Will Connolly, Australia’s “Egg Boy”

The Japan Times

Casey McShea, Staff Writer |

A teenager from Melbourne, Australia went viral after a video of him running up to Australian Senator Fraser Anning and cracking an egg on his head was posted to Twitter. Will Connolly, 17, who has been dubbed “Egg Boy” by much of social media, explained that he pulled the stunt in the name of “justice” after the senator blamed Muslim immigration in regards to the mosque shootings that took place in Christchurch, New Zealand.

The senator explained, following the massacre, “The real cause of the bloodshed on New Zealand streets today is the immigration program which allowed Muslim fanatics to migrate to New Zealand in the first place.”

“I was just flat-out disgusted,” Connolly responded to the comments. “After that tragedy in Christchurch, I thought the world should be supporting all those victims, giving them love and passion. And the senator released a statement, which was pretty much a divisive hate speech blaming the victims for the attack.”

The video shows Connolly approaching Anning as the senator speaks to reporters about the Christchurch attack. Connolly raises a cellphone in one hand and smashes the egg on the back of Anning’s head with the other. Anning immediately turns around and strikes Connolly in the head. Connolly goes to hit back and Anning brings his arm up to hit the teen again, before others intervene. Three grown men tackle Connolly to the ground, and another holds back Anning. Another clip shows the men holding Connolly in a chokehold on the ground, until the police arrive and escort Connolly away.

After the video spread, many calling Connolly a hero. A GoFundMe page was created for Connolly’s legal funds and to “buy more eggs.” He has been offered concert tickets for life by a number of artists, honored by basketball players and talk show hosts alike, and was even captured in street art. The page raised almost 80,000 Australian dollars (about 56,000 American dollars), all of which Connolly has said he plans on donating to the victims of the Christchurch attacks.


Some are not condoning the action, saying that violence is never the answer, and Connolly isn’t denying that his actions weren’t completely justified. He said, “I understand what I did was not the right thing to do. However, this egg has united people, and, you know, money has been raised, tens of thousands of dollars have been raised for those victims.”

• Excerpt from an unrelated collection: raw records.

use faultline_core::DBDateTime;
use sea_orm::entity::prelude::*;
use serde::{Deserialize, Serialize};

#[derive(Clone, Debug, PartialEq, DeriveEntityModel, Eq, Serialize, Deserialize)]
#[sea_orm(table_name = "projects")]
pub struct Model {
    #[sea_orm(primary_key)]
    pub id: i32,
    pub name: String,
    pub slug: String,
    pub created_at: DBDateTime,
    pub updated_at: DBDateTime,
}

#[derive(Copy, Clone, Debug, EnumIter, DeriveRelation)]
pub enum Relation {
    #[sea_orm(has_many = "super::issues::Entity")]
    Issues,
    #[sea_orm(has_many = "super::exceptions::Entity")]
    Exceptions,
}

impl Related<super::issues::Entity> for Entity {
    fn to() -> RelationDef {
        Relation::Issues.def()
    }
}

impl Related<super::exceptions::Entity> for Entity {
    fn to() -> RelationDef {
        Relation::Exceptions.def()
    }
}

impl ActiveModelBehavior for ActiveModel {}
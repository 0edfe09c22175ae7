//! Core utilities and types shared across all Faultline crates

pub mod error;
pub mod jobs;
pub mod types;

// Re-export commonly used types
pub use error::*;
pub use jobs::*;
pub use types::*;

// Re-export external dependencies
pub use anyhow;
pub use async_trait;
pub use chrono;
pub use serde;
pub use serde_json;
pub use thiserror;
pub use tokio;
pub use tracing;
pub use uuid;
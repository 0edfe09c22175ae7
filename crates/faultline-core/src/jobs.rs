use serde::{Deserialize, Serialize};
use std::fmt;

use crate::UtcDateTime;

/// Queued unit of work for one accepted telemetry event.
///
/// Delivery is at-least-once and carries no idempotency key; `attempt` tracks
/// how many times processing has been tried so the worker can apply its
/// bounded retry policy.
#[derive(Debug, Deserialize, Serialize, Clone)]
pub struct IngestEventJob {
    pub project_id: i32,
    pub event_id: Option<String>,
    pub event_payload: serde_json::Value,
    pub received_at: UtcDateTime,
    #[serde(default)]
    pub attempt: u32,
}

/// Core job enum containing all possible job types
#[derive(Debug, Clone, Serialize, Deserialize)]
pub enum Job {
    IngestEvent(IngestEventJob),
}

impl fmt::Display for Job {
    fn fmt(&self, f: &mut fmt::Formatter<'_>) -> fmt::Result {
        match self {
            Job::IngestEvent(job) => write!(
                f,
                "IngestEvent(project_id: {}, event_id: {:?}, attempt: {})",
                job.project_id, job.event_id, job.attempt
            ),
        }
    }
}

// Core queue abstraction - faultline-queue implements this
use async_trait::async_trait;
use thiserror::Error;

#[derive(Error, Debug)]
pub enum QueueError {
    #[error("Failed to send job: {0}")]
    SendError(String),
    #[error("Failed to receive job: {0}")]
    ReceiveError(String),
    #[error("Queue channel closed")]
    ChannelClosed,
    #[error("Invalid job data: {0}")]
    InvalidData(String),
}

/// Core trait for job queue operations
#[async_trait]
pub trait JobQueue: Send + Sync {
    /// Send a job to the queue
    async fn send(&self, job: Job) -> Result<(), QueueError>;
}

/// Core trait for receiving jobs
#[async_trait]
pub trait JobReceiver: Send {
    /// Receive the next job
    async fn recv(&mut self) -> Result<Job, QueueError>;
}
//! Corpus builder: fetches per-issue pools and assembles the bounded,
//! serialized corpus handed to the downstream analysis consumer.

use std::sync::Arc;

use faultline_core::{ServiceError, ServiceResult};
use faultline_entities::exceptions;
use rand::rngs::StdRng;
use rand::{Rng, SeedableRng};
use sea_orm::{ColumnTrait, DatabaseConnection, EntityTrait, QueryFilter, QueryOrder, QuerySelect};
use tracing::debug;

use crate::config::SamplerConfig;
use crate::sampling::{apportion, dedupe, stratified_sample};

pub struct ContextBuilder {
    db: Arc<DatabaseConnection>,
    config: SamplerConfig,
}

impl ContextBuilder {
    pub fn new(db: Arc<DatabaseConnection>, config: SamplerConfig) -> Self {
        Self { db, config }
    }

    /// Build the serialized corpus for the given issues.
    ///
    /// Per-issue fetches fan out in parallel; the global-cap step needs all
    /// per-issue samples and runs once every fetch has completed.
    pub async fn build_corpus(&self, issue_ids: &[i32]) -> ServiceResult<String> {
        let pools = futures::future::try_join_all(
            issue_ids.iter().map(|&issue_id| self.fetch_pool(issue_id)),
        )
        .await?;

        Ok(self.assemble(pools, &mut StdRng::from_entropy()))
    }

    /// Deterministic core of corpus assembly, split out so tests can inject
    /// a seeded random source.
    pub fn assemble<R: Rng>(&self, pools: Vec<Vec<exceptions::Model>>, rng: &mut R) -> String {
        let samples: Vec<Vec<exceptions::Model>> = pools
            .into_iter()
            .map(|pool| stratified_sample(dedupe(pool), self.config.per_issue_limit, rng))
            .collect();

        let counts: Vec<usize> = samples.iter().map(Vec::len).collect();
        let total: usize = counts.iter().sum();

        let capped: Vec<Vec<exceptions::Model>> = if total <= self.config.global_limit {
            samples
        } else {
            debug!(
                "Corpus over global limit ({} > {}), apportioning",
                total, self.config.global_limit
            );
            let allotments = apportion(&counts, self.config.global_limit);
            samples
                .into_iter()
                .zip(allotments)
                .map(|(mut sample, allotment)| {
                    sample.truncate(allotment);
                    sample
                })
                .collect()
        };

        capped
            .iter()
            .flatten()
            .map(serialize_exception)
            .collect::<Vec<_>>()
            .join("\n")
    }

    /// Newest-first pool for one issue, capped at the configured fetch limit.
    async fn fetch_pool(&self, issue_id: i32) -> ServiceResult<Vec<exceptions::Model>> {
        exceptions::Entity::find()
            .filter(exceptions::Column::IssueId.eq(issue_id))
            .order_by_desc(exceptions::Column::CreatedAt)
            .limit(self.config.fetch_limit())
            .all(self.db.as_ref())
            .await
            .map_err(|e| ServiceError::Database(e.to_string()))
    }
}

/// Render one exception as a single corpus line.
pub fn serialize_exception(exception: &exceptions::Model) -> String {
    let mut line = format!(
        "<exception created_at=\"{}\" name=\"{}\" message=\"{}\" path=\"{}\"",
        xml_escape(&exception.created_at.to_rfc3339()),
        xml_escape(&exception.name),
        xml_escape(&exception.message),
        xml_escape(exception.url.as_deref().unwrap_or("")),
    );

    if let Some(method) = exception.method {
        line.push_str(&format!(" method=\"{}\"", method.as_str()));
    }
    if let Some(status) = &exception.status {
        line.push_str(&format!(" status=\"{}\"", xml_escape(status)));
    }
    if let Some(status_code) = exception.status_code {
        line.push_str(&format!(" status_code=\"{}\"", status_code));
    }

    line.push_str(" />");
    line
}

fn xml_escape(value: &str) -> String {
    let mut escaped = String::with_capacity(value.len());
    for c in value.chars() {
        match c {
            '&' => escaped.push_str("&amp;"),
            '<' => escaped.push_str("&lt;"),
            '>' => escaped.push_str("&gt;"),
            '"' => escaped.push_str("&quot;"),
            '\'' => escaped.push_str("&apos;"),
            _ => escaped.push(c),
        }
    }
    escaped
}

#[cfg(test)]
mod tests {
    use super::*;
    use chrono::{TimeZone, Utc};
    use faultline_database::test_utils::TestDatabase;
    use faultline_entities::types::{Environment, HttpMethod, IssueStatus, Severity};
    use faultline_entities::{issues, projects};
    use rand::rngs::StdRng;
    use sea_orm::{ActiveModelTrait, Set};

    fn sample_exception(id: i64, name: &str, message: &str) -> exceptions::Model {
        exceptions::Model {
            id,
            project_id: 1,
            issue_id: Some(1),
            environment: Environment::Production,
            platform: None,
            name: name.to_string(),
            message: message.to_string(),
            details: None,
            stack_trace: None,
            frames: None,
            url: Some("/checkout".to_string()),
            method: Some(HttpMethod::Post),
            status: Some("Internal Server Error".to_string()),
            status_code: Some(500),
            client_ip: None,
            response_body: None,
            created_at: Utc.with_ymd_and_hms(2025, 6, 1, 12, 0, 0).unwrap(),
        }
    }

    #[test]
    fn test_serialize_exception_full_line() {
        let line = serialize_exception(&sample_exception(1, "TypeError", "boom"));
        assert_eq!(
            line,
            "<exception created_at=\"2025-06-01T12:00:00+00:00\" name=\"TypeError\" \
             message=\"boom\" path=\"/checkout\" method=\"POST\" \
             status=\"Internal Server Error\" status_code=\"500\" />"
        );
    }

    #[test]
    fn test_serialize_exception_escapes_attributes() {
        let mut exception = sample_exception(1, "Error", "a < b & \"c\"");
        exception.method = None;
        exception.status = None;
        exception.status_code = None;
        exception.url = None;

        let line = serialize_exception(&exception);
        assert!(line.contains("message=\"a &lt; b &amp; &quot;c&quot;\""));
        assert!(line.contains("path=\"\""));
        assert!(!line.contains("method="));
        assert!(!line.contains("status="));
    }

    #[test]
    fn test_assemble_under_global_limit_keeps_everything() {
        let config = SamplerConfig {
            per_issue_limit: 10,
            fetch_multiplier: 3,
            global_limit: 100,
        };
        let builder = ContextBuilder::new(Arc::new(DatabaseConnection::Disconnected), config);

        // Three issues, five distinct samples each: 15 <= 100
        let pools: Vec<Vec<exceptions::Model>> = (0..3)
            .map(|issue| {
                (0..5)
                    .map(|i| {
                        sample_exception(
                            (issue * 5 + i) as i64,
                            &format!("Error{}", issue),
                            &format!("message {}", i),
                        )
                    })
                    .collect()
            })
            .collect();

        let mut rng = StdRng::seed_from_u64(1);
        let corpus = builder.assemble(pools, &mut rng);
        assert_eq!(corpus.lines().count(), 15);
    }

    #[test]
    fn test_assemble_applies_global_cap() {
        let config = SamplerConfig {
            per_issue_limit: 10,
            fetch_multiplier: 3,
            global_limit: 12,
        };
        let builder = ContextBuilder::new(Arc::new(DatabaseConnection::Disconnected), config);

        // Two issues with 10 distinct samples each: 20 > 12
        let pools: Vec<Vec<exceptions::Model>> = (0..2)
            .map(|issue| {
                (0..10)
                    .map(|i| {
                        sample_exception(
                            (issue * 10 + i) as i64,
                            &format!("Error{}", issue),
                            &format!("message {}", i),
                        )
                    })
                    .collect()
            })
            .collect();

        let mut rng = StdRng::seed_from_u64(1);
        let corpus = builder.assemble(pools, &mut rng);
        assert_eq!(corpus.lines().count(), 12);
    }

    async fn seed_issue_with_exceptions(
        db: &Arc<DatabaseConnection>,
        count: usize,
    ) -> anyhow::Result<i32> {
        let project = projects::ActiveModel {
            name: Set("Sampler Test".to_string()),
            slug: Set(format!("sampler-test-{}", uuid::Uuid::new_v4())),
            created_at: Set(Utc::now()),
            updated_at: Set(Utc::now()),
            ..Default::default()
        }
        .insert(db.as_ref())
        .await?;

        let issue = issues::ActiveModel {
            project_id: Set(project.id),
            name: Set("TypeError".to_string()),
            status: Set(IssueStatus::Open),
            severity: Set(Severity::Medium),
            first_seen: Set(Utc::now()),
            last_seen: Set(Utc::now()),
            event_count: Set(count as i32),
            created_at: Set(Utc::now()),
            updated_at: Set(Utc::now()),
            ..Default::default()
        }
        .insert(db.as_ref())
        .await?;

        for i in 0..count {
            exceptions::ActiveModel {
                project_id: Set(project.id),
                issue_id: Set(Some(issue.id)),
                environment: Set(Environment::Production),
                name: Set("TypeError".to_string()),
                message: Set(format!("occurrence {}", i)),
                created_at: Set(Utc.with_ymd_and_hms(2025, 6, 1, 0, 0, 0).unwrap()
                    + chrono::Duration::minutes(i as i64)),
                ..Default::default()
            }
            .insert(db.as_ref())
            .await?;
        }

        Ok(issue.id)
    }

    #[tokio::test]
    #[serial_test::serial]
    async fn test_build_corpus_fetches_newest_first_and_caps() -> anyhow::Result<()> {
        let test_db = TestDatabase::with_migrations().await?;
        let db = test_db.connection_arc();

        let issue_id = seed_issue_with_exceptions(&db, 30).await?;

        let config = SamplerConfig {
            per_issue_limit: 10,
            fetch_multiplier: 3,
            global_limit: 100,
        };
        let builder = ContextBuilder::new(db, config);

        let corpus = builder.build_corpus(&[issue_id]).await?;
        let lines: Vec<&str> = corpus.lines().collect();
        assert_eq!(lines.len(), 10);
        // Newest stratum leads the sample
        assert!(lines[0].contains("occurrence 29"));

        Ok(())
    }

    #[tokio::test]
    #[serial_test::serial]
    async fn test_build_corpus_empty_issue_list() -> anyhow::Result<()> {
        let test_db = TestDatabase::with_migrations().await?;
        let db = test_db.connection_arc();

        let builder = ContextBuilder::new(db, SamplerConfig::default());
        let corpus = builder.build_corpus(&[]).await?;
        assert!(corpus.is_empty());

        Ok(())
    }
}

He even hesitated before egging the senator, listening to Anning speak for an hour at the news conference before making his final decisions. “In my mind I wanted to forgive him,” Connolly said. As the senator’s comments continued, however, the nature of them “empowered me to egg him.”

Although he is happy about the money raised, Connolly wants the focus to remain on the Christchurch victims. He said, “I didn’t think this was going to blow up. In fact, it’s blown up completely out of proportion, to the point where it’s kind of embarrassing because too much of the attention is brought away from the real victims suffering – we should be focusing on them.”

Connolly was not the only person who felt strongly about Anning’s comments; Australia’s Prime Minister, Scott Morrison said, “These comments are appalling and they’re ugly and they have no place in Australia.” The senator is also facing a petition to remove him from Parliament; one has gained more than one million signatures—the largest Australian, online petition in history.

“Senator Fraser Anning’s views have no place in the government of our democratic and multicultural country,” the petition reads. “Within the bounds of Australian law, we request that he be pushed to resign from his position as Senator, and if appropriate, be investigated by law enforcement agencies for supporting right wing terrorism.”